I still remember my first paper as an undergraduate. I don’t recall the question or the topic (it was something in European history), but I remember getting it back from the TA. There was scribbling all over the sides. There were phrases I could not make out. The letters “PV” seemed everywhere. Then at the end, there was a paragraph I could barely decipher and then in clear, large print “B-”. This was not an auspicious beginning to my career as a scholar. My father recommended that I consider math, since I was doing quite well in Calculus.
I learned a lot from that TA – not by what she did right, but by everything she did wrong (and I found that this was the standard way to grade among most historians). I had no idea why I received a B-. I could not understand her writing. I did not understand the shorthand. PV could have meant “poor verbs” to me. I would have never figured out “passive voice” on my own or why that was a problem. So Strunk and White's words to writers, "be clear," I think equally applies to professors evaluating the essays.
Here is the solution, as I see it. First, I provide the grading rubric with the assignment. My students are currently working on their first essays (ahem … are currently working on it student blog readers!). From the first day, they knew the categories I was looking for:
- · Introduction clarity
- · Thesis clarity
- · Secondary context from lecture and textbook
- · Use of primary documents from Major Problems
- · Analysis of primary documents from Major Problems
- · Overall writing clarity
- · Writing mechanics
- · Appropriate references
Each of these categories receives 0-6 points. And each student receives 2 points for turning the essay in on time (so 50 total points).
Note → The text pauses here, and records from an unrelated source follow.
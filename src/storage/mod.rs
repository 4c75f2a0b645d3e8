use thiserror::Error;

mod bitmap;
mod buffer;
mod clock;
mod disk;
mod lru;
mod page;

pub use bitmap::BitmapPage;
pub use buffer::{BufferPoolManager, BufferPoolManagerRef};
pub use clock::ClockReplacer;
pub use disk::DiskManager;
pub use lru::LruReplacer;
pub use page::{Page, PageRef};

pub const PAGE_SIZE: usize = 4096;

pub type PageId = u32;
pub type FrameId = usize;

pub const INVALID_PAGE_ID: PageId = PageId::MAX;

/// Number of data pages governed by one bitmap page. The bitmap header takes
/// 8 bytes, the rest of the page is the bit array.
pub const BITMAP_SIZE: usize = (PAGE_SIZE - 8) * 8;

/// How many extents the disk meta page can track.
pub const MAX_EXTENTS: usize = (PAGE_SIZE - 8) / 4;

/// Hard cap on logical page ids: every extent fully used.
pub const MAX_VALID_PAGE_ID: usize = MAX_EXTENTS * BITMAP_SIZE;

/// Logical page holding the serialized catalog meta.
pub const CATALOG_META_PAGE_ID: PageId = 0;
/// Logical page holding the index-id to root-page map.
pub const INDEX_ROOTS_PAGE_ID: PageId = 1;

pub(crate) fn encode_page_id(page_id: Option<PageId>) -> [u8; 4] {
    page_id.unwrap_or(INVALID_PAGE_ID).to_le_bytes()
}

pub(crate) fn decode_page_id(bytes: &[u8]) -> Option<PageId> {
    match u32::from_le_bytes(bytes.try_into().unwrap()) {
        INVALID_PAGE_ID => None,
        page_id => Some(page_id),
    }
}

/// Picks the next victim frame among unpinned frames. The buffer pool talks
/// to replacers through this minimal surface so LRU and Clock stay
/// interchangeable.
pub trait Replacer {
    fn victim(&mut self) -> Option<FrameId>;
    fn pin(&mut self, frame_id: FrameId);
    fn unpin(&mut self, frame_id: FrameId);
    fn size(&self) -> usize;
}

#[derive(Error, Debug)]
pub enum StorageError {
    #[error("io error: {0}")]
    IO(#[from] std::io::Error),
    #[error("all frames are pinned")]
    AllFramesPinned,
    #[error("no free page on disk")]
    OutOfPages,
    #[error("page {0} is not resident")]
    PageNotResident(PageId),
    #[error("page {0} is not pinned")]
    PageNotPinned(PageId),
    #[error("page {0} is still pinned")]
    PagePinned(PageId),
}
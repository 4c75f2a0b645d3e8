use super::{PageId, PAGE_SIZE};
use parking_lot::RwLock;
use std::sync::Arc;

/// One fixed-size block of the database file, as cached in a buffer pool
/// frame. The pin count and dirty flag are maintained by the buffer pool;
/// holders of a fetched page write through `buffer` and set `is_dirty`.
pub struct Page {
    pub page_id: Option<PageId>,
    pub is_dirty: bool,
    pub pin_count: usize,
    pub buffer: [u8; PAGE_SIZE],
}

pub type PageRef = Arc<RwLock<Page>>;

impl Page {
    pub fn new() -> Self {
        Page {
            page_id: None,
            is_dirty: false,
            pin_count: 0,
            buffer: [0; PAGE_SIZE],
        }
    }

    /// Put the frame back into its never-used state, content included.
    pub fn reset(&mut self) {
        self.page_id = None;
        self.is_dirty = false;
        self.pin_count = 0;
        self.buffer.fill(0);
    }
}

impl Default for Page {
    fn default() -> Self {
        Self::new()
    }
}
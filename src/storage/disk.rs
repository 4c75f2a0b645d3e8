use super::{
    BitmapPage, PageId, StorageError, BITMAP_SIZE, MAX_EXTENTS, MAX_VALID_PAGE_ID, PAGE_SIZE,
};
use log::{error, warn};
use std::fs::{File, OpenOptions};
use std::io::{Read, Seek, SeekFrom, Write};
use std::ops::Range;
use std::path::Path;
use std::sync::atomic::{AtomicUsize, Ordering};

///
/// Physical file layout:
///
/// ```text
///     | meta | bitmap[0] | data ... | bitmap[1] | data ... |
/// ```
///
/// Meta Page Format:
///
/// ```text
///     | num_allocated_pages: u32 | num_extents: u32 | extent_used_page: [u32] |
/// ```
///
/// Logical page ids are dense and hide the bitmap pages; `map_page_id` turns
/// a logical id into the physical block index.
///
pub struct DiskManager {
    file: File,
    filename: String,
    meta: [u8; PAGE_SIZE],
    closed: bool,
}

const NUM_ALLOCATED: Range<usize> = 0..4;
const NUM_EXTENTS: Range<usize> = 4..8;
const EXTENT_TABLE: usize = 8;

const META_PAGE_ID: usize = 0;

static NEXT_FILE_ID: AtomicUsize = AtomicUsize::new(0);

impl DiskManager {
    pub fn open(filename: &str) -> Result<Self, StorageError> {
        if let Some(parent) = Path::new(filename).parent() {
            if !parent.as_os_str().is_empty() {
                std::fs::create_dir_all(parent)?;
            }
        }
        let file = OpenOptions::new()
            .read(true)
            .write(true)
            .create(true)
            .open(filename)?;
        let mut disk = DiskManager {
            file,
            filename: filename.to_string(),
            meta: [0; PAGE_SIZE],
            closed: false,
        };
        let mut meta = [0u8; PAGE_SIZE];
        disk.read_physical_page(META_PAGE_ID, &mut meta)?;
        disk.meta = meta;
        Ok(disk)
    }

    /// Open a database file with a name no other test in this process uses.
    pub fn new_random() -> Result<Self, StorageError> {
        let filename = format!(
            "minidb-{}-{}.db",
            std::process::id(),
            NEXT_FILE_ID.fetch_add(1, Ordering::Relaxed)
        );
        Self::open(&filename)
    }

    pub fn filename(&self) -> String {
        self.filename.clone()
    }

    pub fn num_allocated_pages(&self) -> usize {
        u32::from_le_bytes(self.meta[NUM_ALLOCATED].try_into().unwrap()) as usize
    }

    fn set_num_allocated_pages(&mut self, count: usize) {
        self.meta[NUM_ALLOCATED].copy_from_slice(&(count as u32).to_le_bytes());
    }

    pub fn num_extents(&self) -> usize {
        u32::from_le_bytes(self.meta[NUM_EXTENTS].try_into().unwrap()) as usize
    }

    fn set_num_extents(&mut self, count: usize) {
        self.meta[NUM_EXTENTS].copy_from_slice(&(count as u32).to_le_bytes());
    }

    fn extent_used_page(&self, extent_id: usize) -> usize {
        let start = EXTENT_TABLE + extent_id * 4;
        u32::from_le_bytes(self.meta[start..start + 4].try_into().unwrap()) as usize
    }

    fn set_extent_used_page(&mut self, extent_id: usize, used: usize) {
        let start = EXTENT_TABLE + extent_id * 4;
        self.meta[start..start + 4].copy_from_slice(&(used as u32).to_le_bytes());
    }

    fn bitmap_physical_page(extent_id: usize) -> usize {
        1 + extent_id * (1 + BITMAP_SIZE)
    }

    fn map_page_id(page_id: PageId) -> usize {
        let extent_id = page_id as usize / BITMAP_SIZE;
        let offset = page_id as usize % BITMAP_SIZE;
        2 + extent_id * (1 + BITMAP_SIZE) + offset
    }

    /// Reserve a logical page id. Existing extents with room are scanned
    /// first; otherwise a new extent is appended. `None` means the file is
    /// full, either by the meta page's extent table or the absolute cap.
    pub fn allocate_page(&mut self) -> Result<Option<PageId>, StorageError> {
        if self.num_allocated_pages() >= MAX_VALID_PAGE_ID {
            warn!(
                "cannot allocate page, database is full: {} pages",
                self.num_allocated_pages()
            );
            return Ok(None);
        }
        for extent_id in 0..self.num_extents() {
            if self.extent_used_page(extent_id) >= BITMAP_SIZE {
                continue;
            }
            let mut buf = [0u8; PAGE_SIZE];
            self.read_physical_page(Self::bitmap_physical_page(extent_id), &mut buf)?;
            let mut bitmap = BitmapPage::new(&mut buf);
            if let Some(offset) = bitmap.allocate() {
                self.write_physical_page(Self::bitmap_physical_page(extent_id), &buf)?;
                self.set_num_allocated_pages(self.num_allocated_pages() + 1);
                self.set_extent_used_page(extent_id, self.extent_used_page(extent_id) + 1);
                return Ok(Some((extent_id * BITMAP_SIZE + offset) as PageId));
            }
        }
        let extent_id = self.num_extents();
        if extent_id >= MAX_EXTENTS {
            warn!("cannot allocate page, meta page cannot hold more extents");
            return Ok(None);
        }
        let mut buf = [0u8; PAGE_SIZE];
        let mut bitmap = BitmapPage::new(&mut buf);
        let offset = match bitmap.allocate() {
            Some(offset) => offset,
            None => {
                error!("fresh bitmap page refused an allocation");
                return Ok(None);
            }
        };
        self.write_physical_page(Self::bitmap_physical_page(extent_id), &buf)?;
        self.set_num_extents(extent_id + 1);
        self.set_num_allocated_pages(self.num_allocated_pages() + 1);
        self.set_extent_used_page(extent_id, 1);
        Ok(Some((extent_id * BITMAP_SIZE + offset) as PageId))
    }

    /// Release a logical page id. Freeing an unallocated or out-of-range id
    /// is logged and otherwise a no-op.
    pub fn deallocate_page(&mut self, page_id: PageId) -> Result<(), StorageError> {
        let extent_id = page_id as usize / BITMAP_SIZE;
        let offset = page_id as usize % BITMAP_SIZE;
        if extent_id >= self.num_extents() {
            error!("deallocate page {} from non-existent extent {}", page_id, extent_id);
            return Ok(());
        }
        let mut buf = [0u8; PAGE_SIZE];
        self.read_physical_page(Self::bitmap_physical_page(extent_id), &mut buf)?;
        let mut bitmap = BitmapPage::new(&mut buf);
        if bitmap.deallocate(offset) {
            self.write_physical_page(Self::bitmap_physical_page(extent_id), &buf)?;
            self.set_num_allocated_pages(self.num_allocated_pages() - 1);
            self.set_extent_used_page(extent_id, self.extent_used_page(extent_id) - 1);
        } else {
            error!("deallocate page {} which is already free", page_id);
        }
        Ok(())
    }

    pub fn is_page_free(&mut self, page_id: PageId) -> Result<bool, StorageError> {
        let extent_id = page_id as usize / BITMAP_SIZE;
        let offset = page_id as usize % BITMAP_SIZE;
        if extent_id >= self.num_extents() {
            return Ok(true);
        }
        let mut buf = [0u8; PAGE_SIZE];
        self.read_physical_page(Self::bitmap_physical_page(extent_id), &mut buf)?;
        Ok(BitmapPage::new(&mut buf).is_free(offset))
    }

    pub fn read_page(
        &mut self,
        page_id: PageId,
        buf: &mut [u8; PAGE_SIZE],
    ) -> Result<(), StorageError> {
        self.read_physical_page(Self::map_page_id(page_id), buf)
    }

    pub fn write_page(
        &mut self,
        page_id: PageId,
        buf: &[u8; PAGE_SIZE],
    ) -> Result<(), StorageError> {
        self.write_physical_page(Self::map_page_id(page_id), buf)
    }

    /// Reads past the end of the file come back zero-filled; the pages exist
    /// logically before their blocks are ever written.
    fn read_physical_page(
        &mut self,
        physical_page_id: usize,
        buf: &mut [u8; PAGE_SIZE],
    ) -> Result<(), StorageError> {
        let offset = (physical_page_id * PAGE_SIZE) as u64;
        let len = self.file.metadata()?.len();
        if offset >= len {
            buf.fill(0);
            return Ok(());
        }
        self.file.seek(SeekFrom::Start(offset))?;
        let mut filled = 0;
        while filled < PAGE_SIZE {
            let count = self.file.read(&mut buf[filled..])?;
            if count == 0 {
                break;
            }
            filled += count;
        }
        buf[filled..].fill(0);
        Ok(())
    }

    fn write_physical_page(
        &mut self,
        physical_page_id: usize,
        buf: &[u8; PAGE_SIZE],
    ) -> Result<(), StorageError> {
        let offset = (physical_page_id * PAGE_SIZE) as u64;
        self.file.seek(SeekFrom::Start(offset))?;
        self.file.write_all(buf)?;
        self.file.flush()?;
        Ok(())
    }

    /// Persist the meta page and close the file. Safe to call twice.
    pub fn close(&mut self) -> Result<(), StorageError> {
        if self.closed {
            return Ok(());
        }
        let meta = self.meta;
        self.write_physical_page(META_PAGE_ID, &meta)?;
        self.file.sync_all()?;
        self.closed = true;
        Ok(())
    }
}

impl Drop for DiskManager {
    fn drop(&mut self) {
        if self.close().is_err() {
            error!("failed to flush meta page for {}", self.filename);
        }
    }
}

#[cfg(test)]
mod tests {
    use super::*;
    use rand::Rng;
    use std::fs::remove_file;

    #[test]
    fn allocate_free_allocate() {
        let filename = {
            let mut disk = DiskManager::new_random().unwrap();
            let filename = disk.filename();
            assert_eq!(disk.allocate_page().unwrap(), Some(0));
            assert_eq!(disk.allocate_page().unwrap(), Some(1));
            assert_eq!(disk.allocate_page().unwrap(), Some(2));
            disk.deallocate_page(1).unwrap();
            assert!(disk.is_page_free(1).unwrap());
            assert!(!disk.is_page_free(0).unwrap());
            assert_eq!(disk.allocate_page().unwrap(), Some(1));
            assert_eq!(disk.num_allocated_pages(), 3);
            filename
        };
        remove_file(filename).unwrap();
    }

    #[test]
    fn double_free_is_harmless() {
        let filename = {
            let mut disk = DiskManager::new_random().unwrap();
            let filename = disk.filename();
            disk.allocate_page().unwrap();
            disk.deallocate_page(0).unwrap();
            disk.deallocate_page(0).unwrap();
            disk.deallocate_page(12345).unwrap();
            assert_eq!(disk.num_allocated_pages(), 0);
            filename
        };
        remove_file(filename).unwrap();
    }

    #[test]
    fn write_read_reopen() {
        let mut content = [0u8; PAGE_SIZE];
        rand::thread_rng().fill(&mut content[..]);
        let (filename, page_id) = {
            let mut disk = DiskManager::new_random().unwrap();
            let filename = disk.filename();
            let page_id = disk.allocate_page().unwrap().unwrap();
            disk.write_page(page_id, &content).unwrap();
            disk.close().unwrap();
            (filename, page_id)
        };
        {
            let mut disk = DiskManager::open(&filename).unwrap();
            assert_eq!(disk.num_allocated_pages(), 1);
            let mut buf = [0u8; PAGE_SIZE];
            disk.read_page(page_id, &mut buf).unwrap();
            assert_eq!(buf[..], content[..]);
        }
        remove_file(filename).unwrap();
    }

    #[test]
    fn short_read_is_zero_filled() {
        let filename = {
            let mut disk = DiskManager::new_random().unwrap();
            let filename = disk.filename();
            let page_id = disk.allocate_page().unwrap().unwrap();
            let mut buf = [1u8; PAGE_SIZE];
            disk.read_page(page_id, &mut buf).unwrap();
            assert!(buf.iter().all(|&byte| byte == 0));
            filename
        };
        remove_file(filename).unwrap();
    }
}
use std::collections::HashMap;
use std::sync::Arc;

pub type Lsn = u32;
pub type TxnId = u32;

pub type LogKey = String;
pub type LogValue = i32;

/// One operation of the key-value log trace.
#[derive(Debug, Clone, PartialEq, Eq)]
pub enum LogOp {
    Begin,
    Commit,
    Abort,
    Insert {
        key: LogKey,
        value: LogValue,
    },
    Delete {
        key: LogKey,
        value: LogValue,
    },
    Update {
        old_key: LogKey,
        old_value: LogValue,
        new_key: LogKey,
        new_value: LogValue,
    },
}

/// A log record as the recovery manager sees it: its position in the log,
/// the back link along its transaction's chain and the operation itself.
#[derive(Debug, Clone, PartialEq, Eq)]
pub struct LogRecord {
    pub lsn: Lsn,
    pub prev_lsn: Option<Lsn>,
    pub txn_id: TxnId,
    pub op: LogOp,
}

pub type LogRecordRef = Arc<LogRecord>;

/// Allocates LSNs and keeps each transaction's last LSN so records chain
/// backwards. Owned by whoever produces the log; nothing here is global.
#[derive(Debug, Default)]
pub struct LogContext {
    next_lsn: Lsn,
    prev_lsn_map: HashMap<TxnId, Lsn>,
}

impl LogContext {
    pub fn new() -> Self {
        Self::default()
    }

    fn append(&mut self, txn_id: TxnId, op: LogOp) -> LogRecordRef {
        let lsn = self.next_lsn;
        self.next_lsn += 1;
        let prev_lsn = match op {
            // a BEGIN starts the chain
            LogOp::Begin => None,
            _ => self.prev_lsn_map.get(&txn_id).copied(),
        };
        self.prev_lsn_map.insert(txn_id, lsn);
        Arc::new(LogRecord {
            lsn,
            prev_lsn,
            txn_id,
            op,
        })
    }

    pub fn create_begin_log(&mut self, txn_id: TxnId) -> LogRecordRef {
        self.append(txn_id, LogOp::Begin)
    }

    pub fn create_commit_log(&mut self, txn_id: TxnId) -> LogRecordRef {
        self.append(txn_id, LogOp::Commit)
    }

    pub fn create_abort_log(&mut self, txn_id: TxnId) -> LogRecordRef {
        self.append(txn_id, LogOp::Abort)
    }

    pub fn create_insert_log(
        &mut self,
        txn_id: TxnId,
        key: LogKey,
        value: LogValue,
    ) -> LogRecordRef {
        self.append(txn_id, LogOp::Insert { key, value })
    }

    pub fn create_delete_log(
        &mut self,
        txn_id: TxnId,
        key: LogKey,
        value: LogValue,
    ) -> LogRecordRef {
        self.append(txn_id, LogOp::Delete { key, value })
    }

    pub fn create_update_log(
        &mut self,
        txn_id: TxnId,
        old_key: LogKey,
        old_value: LogValue,
        new_key: LogKey,
        new_value: LogValue,
    ) -> LogRecordRef {
        self.append(
            txn_id,
            LogOp::Update {
                old_key,
                old_value,
                new_key,
                new_value,
            },
        )
    }
}

#[cfg(test)]
mod tests {
    use super::*;

    #[test]
    fn lsns_are_monotonic_and_chained() {
        let mut ctx = LogContext::new();
        let begin = ctx.create_begin_log(1);
        let insert = ctx.create_insert_log(1, "a".to_string(), 1);
        let other = ctx.create_begin_log(2);
        let update = ctx.create_update_log(1, "a".to_string(), 1, "a".to_string(), 2);
        let commit = ctx.create_commit_log(1);
        assert_eq!(begin.lsn, 0);
        assert_eq!(begin.prev_lsn, None);
        assert_eq!(insert.prev_lsn, Some(0));
        assert_eq!(other.lsn, 2);
        assert_eq!(other.prev_lsn, None);
        assert_eq!(update.prev_lsn, Some(1));
        assert_eq!(commit.prev_lsn, Some(3));
    }
}
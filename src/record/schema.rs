use super::{ByteReader, Column, RecordError, SCHEMA_MAGIC};
use std::slice::Iter;
use std::sync::Arc;

///
/// Schema Format:
///
/// ```text
///     | magic | column_count | Column[0] | Column[1] | ... |
/// ```
///
#[derive(Debug, Clone, PartialEq, Eq)]
pub struct Schema {
    columns: Vec<Column>,
}

pub type SchemaRef = Arc<Schema>;

impl Schema {
    pub fn new(columns: Vec<Column>) -> Self {
        Self { columns }
    }

    pub fn len(&self) -> usize {
        self.columns.len()
    }

    pub fn is_empty(&self) -> bool {
        self.columns.is_empty()
    }

    pub fn column(&self, idx: usize) -> &Column {
        &self.columns[idx]
    }

    pub fn columns(&self) -> &[Column] {
        &self.columns
    }

    pub fn iter(&self) -> Iter<Column> {
        self.columns.iter()
    }

    pub fn column_index(&self, name: &str) -> Option<usize> {
        self.columns.iter().position(|column| column.name == name)
    }

    /// Project the columns named by `key_map` into a key schema. Each
    /// projected column keeps its position in this schema as `table_index`
    /// so key extraction can find it again.
    pub fn key_schema(&self, key_map: &[usize]) -> Schema {
        let columns = key_map
            .iter()
            .map(|&idx| {
                let column = &self.columns[idx];
                Column {
                    name: column.name.clone(),
                    data_type: column.data_type,
                    table_index: idx,
                    nullable: column.nullable,
                    unique: column.unique,
                }
            })
            .collect();
        Schema::new(columns)
    }

    /// Total width of a fixed-size index key over these columns.
    pub fn key_width(&self) -> usize {
        self.columns.iter().map(|column| column.byte_length()).sum()
    }

    pub fn to_bytes(&self) -> Vec<u8> {
        let mut bytes = SCHEMA_MAGIC.to_le_bytes().to_vec();
        bytes.extend_from_slice(&(self.columns.len() as u32).to_le_bytes());
        for column in &self.columns {
            bytes.extend_from_slice(&column.to_bytes());
        }
        bytes
    }

    pub(crate) fn read_from(reader: &mut ByteReader) -> Result<Self, RecordError> {
        reader.expect_magic(SCHEMA_MAGIC)?;
        let column_count = reader.read_u32()? as usize;
        let mut columns = Vec::with_capacity(column_count);
        for _ in 0..column_count {
            columns.push(Column::read_from(reader)?);
        }
        Ok(Self { columns })
    }

    pub fn from_bytes(bytes: &[u8]) -> Result<(Self, usize), RecordError> {
        let mut reader = ByteReader::new(bytes);
        let schema = Self::read_from(&mut reader)?;
        Ok((schema, reader.consumed()))
    }
}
Second, when a student receives her paper back, she receives a rubric grid with checks for each category. If the introduction is confusing, then they’ll get a 3 or 2. If they only use 3 or 4 documents from Major Problems, they’ll get a 3 or lower in that category. This way, students know how they are being graded (so they know how to write it). Then, they know how to improve for their next essay (oh, my thesis and introduction were quite low so I need to spend more time there).
Do you have any essay grading tricks that gives students the information they need in a clear, systematic way? Are there other ways you make such a subjective enterprise of grading essays more objective?